Last week, members of the Movimiento de Recuperación y Titulación de la Tierra y Liberación de las Playas de Zacate Grande (Movement for the Recovery and Titling of the Land and Liberation of the Beaches of Zacate Grande) were made aware of an article published in the Honduran daily La Tribuna on Sunday, 15 January, 2012. The article stated that the Dinant Corporation had given land titles to various leaders of the movement, who were named in the article. The group rejects these claims in a public statement published here on the blog zacategrande.blogspot.com on 19 January, 2012. The statement reiterates that the leaders mentioned in the Tribuna article have not benefited from said individual land titles, and that, according to them, the Dinant Corporation is not the legitimate owner of the land and therefore not qualified to hand over such titles. The Movement considers the article to be a clear attempt to deepen existing divisions and create additional rifts among the residents of peninsula of Zacate Grande, located in on the Gulf of Fonseca on the Pacific coast of Honduras, and to sow doubt in the national population with respect to the true nature of the struggle for land on the peninsula.

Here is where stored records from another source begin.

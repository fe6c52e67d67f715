//! End-to-end runs of the generator against workbooks built on the fly.

mod common;

use anyhow::Result;
use calamine::Data;
use common::{
    EXAMPLE, cell, entry, listing, write_formula_template, write_mapping, write_protected_template,
    write_template,
};
use decharge_gen::{CellLayout, GenError, GeneratorConfig, run};
use pretty_assertions::assert_eq;
use rust_core::XlsxEditor;
use std::path::{Path, PathBuf};
use tempfile::TempDir;

struct Fixture {
    dir: TempDir,
}

impl Fixture {
    fn new(rows: &[(&str, f64)]) -> Result<Self> {
        let dir = TempDir::new()?;
        write_template(&dir.path().join("modele.xlsx"))?;
        write_mapping(&dir.path().join("quotites.xlsx"), rows)?;
        Ok(Self { dir })
    }

    fn path(&self, name: &str) -> PathBuf {
        self.dir.path().join(name)
    }

    fn export(&self) -> PathBuf {
        self.path("export")
    }

    fn config(&self) -> GeneratorConfig {
        GeneratorConfig::new(self.path("modele.xlsx"), self.path("quotites.xlsx"))
            .with_export_dir(self.export())
    }
}

fn sheet_xml(path: &Path) -> Result<Vec<u8>> {
    Ok(XlsxEditor::open_active(path)?.sheet_xml().to_vec())
}

// ═══════════════════════════════════════════════════════════════════════════
// OUTPUT FILES
// ═══════════════════════════════════════════════════════════════════════════

#[test]
fn one_file_per_row_without_total() -> Result<()> {
    let fx = Fixture::new(&EXAMPLE)?;
    let report = run(&fx.config())?;

    assert_eq!(listing(&fx.export())?, vec!["Ain (01).xlsx", "Aisne (02).xlsx"]);
    assert_eq!(
        report.written,
        vec![fx.export().join("Ain (01).xlsx"), fx.export().join("Aisne (02).xlsx")]
    );
    assert_eq!(report.skipped, 0);
    Ok(())
}

#[test]
fn each_file_carries_only_its_own_values() -> Result<()> {
    let fx = Fixture::new(&EXAMPLE)?;
    run(&fx.config())?;

    for (name, rate) in EXAMPLE {
        let out = fx.export().join(format!("{name}.xlsx"));
        assert_eq!(cell(&out, 63, 0)?, Data::String(name.to_owned()));
        assert_eq!(cell(&out, 63, 1)?, Data::Float(rate));
        // untouched template content
        assert_eq!(cell(&out, 0, 0)?, Data::String("Tableau de décharge syndicale".into()));
        assert_eq!(cell(&out, 73, 0)?, Data::String("Syndicat".into()));
    }
    let aisne = String::from_utf8(sheet_xml(&fx.export().join("Aisne (02).xlsx"))?)?;
    assert!(!aisne.contains("Ain (01)") && !aisne.contains("0.567"));
    Ok(())
}

#[test]
fn many_rows_many_files() -> Result<()> {
    let names: Vec<String> = (1..=30).map(|i| format!("Syndicat {i:02}")).collect();
    let rows: Vec<(&str, f64)> = names
        .iter()
        .enumerate()
        .map(|(i, n)| (n.as_str(), i as f64 / 100.0))
        .collect();
    let fx = Fixture::new(&rows)?;

    let report = run(&fx.config())?;
    assert_eq!(report.written.len(), 30);
    assert_eq!(listing(&fx.export())?.len(), 30);
    assert_eq!(
        cell(&fx.export().join("Syndicat 17.xlsx"), 63, 1)?,
        Data::Float(0.16)
    );
    Ok(())
}

#[test]
fn duplicate_names_keep_the_last_rate() -> Result<()> {
    let fx = Fixture::new(&[("Ain (01)", 0.1), ("Aisne (02)", 0.2), ("Ain (01)", 0.3)])?;
    let report = run(&fx.config())?;

    assert_eq!(report.written.len(), 3);
    assert_eq!(listing(&fx.export())?, vec!["Ain (01).xlsx", "Aisne (02).xlsx"]);
    assert_eq!(cell(&fx.export().join("Ain (01).xlsx"), 63, 1)?, Data::Float(0.3));
    Ok(())
}

#[test]
fn configured_cells_are_used() -> Result<()> {
    let fx = Fixture::new(&EXAMPLE)?;
    let layout = CellLayout::new("A74".parse()?, "B74".parse()?)?;
    run(&fx.config().with_layout(layout))?;

    let out = fx.export().join("Ain (01).xlsx");
    assert_eq!(cell(&out, 73, 0)?, Data::String("Ain (01)".into()));
    assert_eq!(cell(&out, 73, 1)?, Data::Float(0.567));
    assert_eq!(cell(&out, 63, 0)?, Data::String("Syndicat".into()));
    Ok(())
}

#[test]
fn header_and_total_only_yield_nothing() -> Result<()> {
    let fx = Fixture::new(&[])?;
    let report = run(&fx.config())?;
    assert!(report.written.is_empty());
    assert!(listing(&fx.export())?.is_empty());
    Ok(())
}

#[test]
fn formulas_over_the_rate_are_recalculated_on_open() -> Result<()> {
    let fx = Fixture::new(&EXAMPLE)?;
    write_formula_template(&fx.path("modele.xlsx"))?;
    assert!(entry(&fx.path("modele.xlsx"), "xl/calcChain.xml")?.is_some());
    run(&fx.config())?;

    let out = fx.export().join("Ain (01).xlsx");
    assert_eq!(cell(&out, 63, 1)?, Data::Float(0.567));
    let workbook = entry(&out, "xl/workbook.xml")?.unwrap_or_default();
    assert!(workbook.contains(r#"fullCalcOnLoad="1""#), "{workbook}");
    assert_eq!(entry(&out, "xl/calcChain.xml")?, None);
    assert!(!entry(&out, "xl/_rels/workbook.xml.rels")?.unwrap_or_default().contains("calcChain"));
    assert!(!entry(&out, "[Content_Types].xml")?.unwrap_or_default().contains("calcChain"));
    Ok(())
}

#[test]
fn control_characters_in_names_survive() -> Result<()> {
    let fx = Fixture::new(&[("Nord\u{7}Est", 0.25)])?;
    run(&fx.config())?;

    let out = fx.export().join("Nord\u{7}Est.xlsx");
    let xml = String::from_utf8(sheet_xml(&out)?)?;
    assert!(xml.contains("<t>Nord_x0007_Est</t>"), "{xml}");
    assert_eq!(cell(&out, 63, 0)?, Data::String("Nord\u{7}Est".into()));
    Ok(())
}

#[test]
fn cells_beyond_the_used_range_widen_it() -> Result<()> {
    let fx = Fixture::new(&EXAMPLE)?;
    let layout = CellLayout::new("D90".parse()?, "E90".parse()?)?;
    run(&fx.config().with_layout(layout))?;

    let xml = String::from_utf8(sheet_xml(&fx.export().join("Ain (01).xlsx"))?)?;
    assert!(xml.contains(r#"<dimension ref="A1:E90"/>"#), "{xml}");
    Ok(())
}

// ═══════════════════════════════════════════════════════════════════════════
// PROTECTION
// ═══════════════════════════════════════════════════════════════════════════

#[test]
fn password_protects_every_output() -> Result<()> {
    let fx = Fixture::new(&EXAMPLE)?;
    run(&fx.config().with_password(Some("pandace".into())))?;

    for (name, _) in EXAMPLE {
        let out = fx.export().join(format!("{name}.xlsx"));
        let editor = XlsxEditor::open_active(&out)?;
        assert!(editor.is_protected());
        let xml = String::from_utf8(editor.sheet_xml().to_vec())?;
        assert!(xml.contains(r#"password="EC78""#));
    }
    Ok(())
}

#[test]
fn no_password_leaves_template_protection_as_is() -> Result<()> {
    let fx = Fixture::new(&EXAMPLE)?;
    run(&fx.config())?;
    assert!(!XlsxEditor::open_active(fx.export().join("Ain (01).xlsx"))?.is_protected());

    write_protected_template(&fx.path("modele.xlsx"))?;
    run(&fx.config().with_password(Some(String::new())))?;
    assert!(XlsxEditor::open_active(fx.export().join("Ain (01).xlsx"))?.is_protected());
    Ok(())
}

// ═══════════════════════════════════════════════════════════════════════════
// EXPORT DIRECTORY & REPEATED RUNS
// ═══════════════════════════════════════════════════════════════════════════

#[test]
fn previous_export_is_wiped() -> Result<()> {
    let fx = Fixture::new(&EXAMPLE)?;
    std::fs::create_dir_all(fx.export().join("nested"))?;
    std::fs::write(fx.export().join("Old (99).xlsx"), b"stale")?;

    run(&fx.config())?;
    assert_eq!(listing(&fx.export())?, vec!["Ain (01).xlsx", "Aisne (02).xlsx"]);
    Ok(())
}

#[test]
fn second_run_reproduces_the_same_sheets() -> Result<()> {
    let fx = Fixture::new(&EXAMPLE)?;
    run(&fx.config())?;
    let first: Vec<Vec<u8>> = listing(&fx.export())?
        .iter()
        .map(|f| sheet_xml(&fx.export().join(f)))
        .collect::<Result<_>>()?;

    run(&fx.config())?;
    let second: Vec<Vec<u8>> = listing(&fx.export())?
        .iter()
        .map(|f| sheet_xml(&fx.export().join(f)))
        .collect::<Result<_>>()?;

    assert_eq!(first, second);
    Ok(())
}

// ═══════════════════════════════════════════════════════════════════════════
// FAILURES
// ═══════════════════════════════════════════════════════════════════════════

#[test]
fn unreadable_mapping_writes_nothing() -> Result<()> {
    let fx = Fixture::new(&EXAMPLE)?;
    std::fs::write(fx.path("quotites.xlsx"), "Syndicat;Quotité\nAin (01);0,567\n")?;

    let err = run(&fx.config()).unwrap_err();
    assert!(matches!(err, GenError::SourceUnreadable { .. }), "{err:?}");
    assert_eq!(err.exit_code(), 5);
    // the export directory is prepared before the mapping is read
    assert!(listing(&fx.export())?.is_empty());
    Ok(())
}

#[test]
fn missing_mapping_is_unreadable() -> Result<()> {
    let fx = Fixture::new(&EXAMPLE)?;
    let config = GeneratorConfig {
        mapping: fx.path("absent.xlsx"),
        ..fx.config()
    };
    assert!(matches!(
        run(&config).unwrap_err(),
        GenError::SourceUnreadable { .. }
    ));
    Ok(())
}

#[test]
fn unreadable_template_stops_before_the_export_dir() -> Result<()> {
    let fx = Fixture::new(&EXAMPLE)?;
    let config = GeneratorConfig {
        template: fx.path("absent.xlsx"),
        ..fx.config()
    };

    let err = run(&config).unwrap_err();
    assert!(matches!(err, GenError::TemplateUnreadable { .. }), "{err:?}");
    assert!(!fx.export().exists());
    Ok(())
}

#[test]
fn export_dir_that_is_a_file_fails() -> Result<()> {
    let fx = Fixture::new(&EXAMPLE)?;
    std::fs::write(fx.export(), b"not a directory")?;

    let err = run(&fx.config()).unwrap_err();
    assert!(matches!(err, GenError::ExportDirError { .. }), "{err:?}");
    assert_eq!(err.exit_code(), 4);
    Ok(())
}

#[test]
fn bad_entity_name_aborts_the_batch() -> Result<()> {
    let fx = Fixture::new(&[("Ain (01)", 0.1), ("Paris/Nord", 0.2), ("Aisne (02)", 0.3)])?;

    match run(&fx.config()).unwrap_err() {
        GenError::ExportWriteFailed { entity, .. } => assert_eq!(entity, "Paris/Nord"),
        other => panic!("unexpected error: {other:?}"),
    }
    // rows before the failure are kept, rows after it are never processed
    assert_eq!(listing(&fx.export())?, vec!["Ain (01).xlsx"]);
    Ok(())
}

Communal shrimp farms on Zacate Grande. September, 2011.

The article published 15 January also refers to an “Association of Youth Environmental Reporters” with a website listed as www.somoszacategrande.org [which on the date of this posting, 23 January, 2012, was not yet online]. Youth reporters with the community radio La Voz de Zacate Grande (The Voice of Zacate Grande), who created and manage the radio station as part of the Asociación para el Desarrollo de la Península de Zacate Grande (Association for the Development of the Peninsula of Zacate Grande, ADEPZA) believe that the creation of the parallel organization mentioned in the Tribuna article can be interpreted as an effort to confuse the Honduran population and make them think that the youth at the radio station, and ADEPZA, are in favour of the activities of the Dinant Corporation on Zacate Grande. They stated to PROAH that they are concerned that the formation of this parallel group of young people will serve to try to whitewash the image of the Dinant Corporation and its owner Miguel Facussé in their region, nationally, and internationally.

Reporters with The Voice of Zacate Grande receive ID cards from the Ministry of Security identifying them as recipients of precautionary measures from the IACHR. September, 2011.

Reporters at The Voice of Zacate Grande have been granted precautionary measures from the Inter-American Commission for Human Rights (IACHR) due to the insecurity they have experienced as a result of their work as human rights defenders in the region, defending the right to freedom of expression and the right to land. The radio is located on recovered land in the village of Puerto Grande known as Playa Julián (Julián Beach). These lands are referred to in the Tribuna article as the subject of a lotification project to increase the town limits of Puerto Grande. If such a lotification process were to take place where the radio station is located, it would be in violation of the current precautionary measures granted by the IACHR, which cover the physical location of the radio station. Campesinos on the peninsula are afraid that the land conflict could intensify again in the next rainy season. In their experience, during this season, after planting, they have suffered more direct attacks against them as individuals and the lands they have cultivated and consider to be communally owned by all legitimate residents of Zacate Grande.

Residents of Zacate Grande travel to the Island of Amapala, where the local courthouse is located. May, 2011.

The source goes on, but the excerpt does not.